Defendant relies on Supreme Court Rule 25.03(A)(5) which states in pertinent part: "... the state shall, upon written request of defendant’s counsel, disclose to defendant’s counsel such part of all the following material and information within its possession or control designated in said request; (5) [a]ny reports or statements of experts, made in connection with the particular case, including ... scientific tests, experiments or comparisons.”
Defendant’s reliance on State v. Wells, 639 S.W.2d 563 (Mo.1982) is misplaced.1 In Wells, the court opined that discovery rules were designed to minimize surprise and deception. In the case at bar the prosecutor was equally surprised, as the defense counsel, at the testimony of the evidence technician. The Wells court determined the prosecutor was deceptive in withholding information from the defense. There was no deception in the case at bar on behalf of the prosecution. In any event, however, defendant was entitled to the information.

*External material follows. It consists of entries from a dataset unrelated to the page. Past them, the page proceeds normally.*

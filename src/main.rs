//! # Voxel World Demo
//!
//! Generates a world, streams chunks around the spawn point, then walks the
//! viewer along +X and logs what the pipeline and scene did.
//!
//! ## Usage
//!
//! ```bash
//! RUST_LOG=info cargo run --release -- [config.json]
//! ```

use std::process::ExitCode;

use cgmath::Vector3;
use log::{error, info};
use voxel_world::engine_state::rendering::MemoryScene;
use voxel_world::{EngineState, WorldConfig, WorldError};
use web_time::{Duration, Instant};

const WALK_STEPS: i32 = 3;
const DRAIN_TIMEOUT: Duration = Duration::from_secs(60);

fn main() -> ExitCode {
    voxel_world::init_logging();

    match run() {
        Ok(()) => ExitCode::SUCCESS,
        Err(err) => {
            error!("{err}");
            ExitCode::FAILURE
        }
    }
}

fn run() -> Result<(), WorldError> {
    let config = match std::env::args().nth(1) {
        Some(path) => WorldConfig::load(path)?,
        None => WorldConfig::default(),
    };
    let chunk_size = config.chunk_size;

    let mut engine = EngineState::new(config, MemoryScene::new())?;

    let start = Instant::now();
    let spawn = engine.generate_world()?;
    engine.drain(DRAIN_TIMEOUT);
    info!(
        "Spawned in chunk {spawn}: {} chunks loaded in {:?}",
        engine.loaded_chunks().len(),
        start.elapsed()
    );
    info!("Ground level at the origin: {}", engine.ground_level(0, 0));

    let viewer_y = (spawn.y * chunk_size) as f32 + 0.5;
    for step in 1..=WALK_STEPS {
        let position = Vector3::new((step * chunk_size) as f32 + 0.5, viewer_y, 0.5);
        engine.viewer_moved(position);

        let start = Instant::now();
        engine.drain(DRAIN_TIMEOUT);
        info!(
            "Step {step}: viewer in chunk {:?}, {} chunks loaded in {:?}",
            engine.viewer_chunk(),
            engine.loaded_chunks().len(),
            start.elapsed()
        );
    }

    let (render_faces, collision_faces) = engine.scene().active_face_counts();
    info!(
        "Scene: {} objects, {} active, {render_faces} render faces, {collision_faces} collision faces",
        engine.scene().len(),
        engine.scene().active_count()
    );
    info!("Pipeline: {:?}", engine.stats());
    Ok(())
}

Defendant contends that the court erred by failing to order a mistrial, or in the alternative a recess. This court has determined in State v. Smith, 650 S.W.2d 5, 7 *676(Mo.App.1983), “if a party has failed to comply with an applicable discovery rule the court may order the party to make such discovery, grant the continuance, exclude such evidence, or enter such order as is just under circumstances.” In the case at bar, the court, as requested by the defense, examined the matter outside the hearing of the jury and excluded the evidence pertaining to the fingerprints. No mistrial or recess was requested by defendant. The matter of resolving the surprise information is within the discretion of the trial court. Smith, 650 S.W.2d at 7. Not every error which occurs during trial requires the court to declare a mistrial. The granting of a mistrial is a drastic remedy and should be exercised only in extraordinary circumstances. State v. Cox, 590 S.W.2d 378, 379 (Mo.App.1977). We find no abuse of discretion resulting in prejudicial error.
However, should error have been committed, defendant’s contention would be denied because the issue was not properly preserved. No mistrial was sought at trial nor was it sought in the motion for new trial. We may review the contention to determine whether plain error occurred. “This requires error affecting the substantial rights of the defendant which results in manifest injustice or miscarriage of justice.” State v. Kenner, 648 S.W.2d 552 (Mo.App.1983). The strength of the state’s case is a prime factor in the determination of whether the trial court’s error resulted in a manifest injustice or a miscarriage of justice. State v. McKinley, 689 S.W.2d 628, 633 (Mo.App.1984). Here, defendant’s guilt was firmly established and we find no manifest injustice or miscarriage of justice.
Judgment affirmed.
DOWD, P.J., and CRIST, J., concur.. Defendant’s reliance on Brady v. Maryland, 373 U.S. 83, 87-88, 83 S.Ct. 1194, 1196-97, 10 L.Ed.2d 215 (1963), is also misplaced because the testimony of the fingerprints would not exculpate defendant.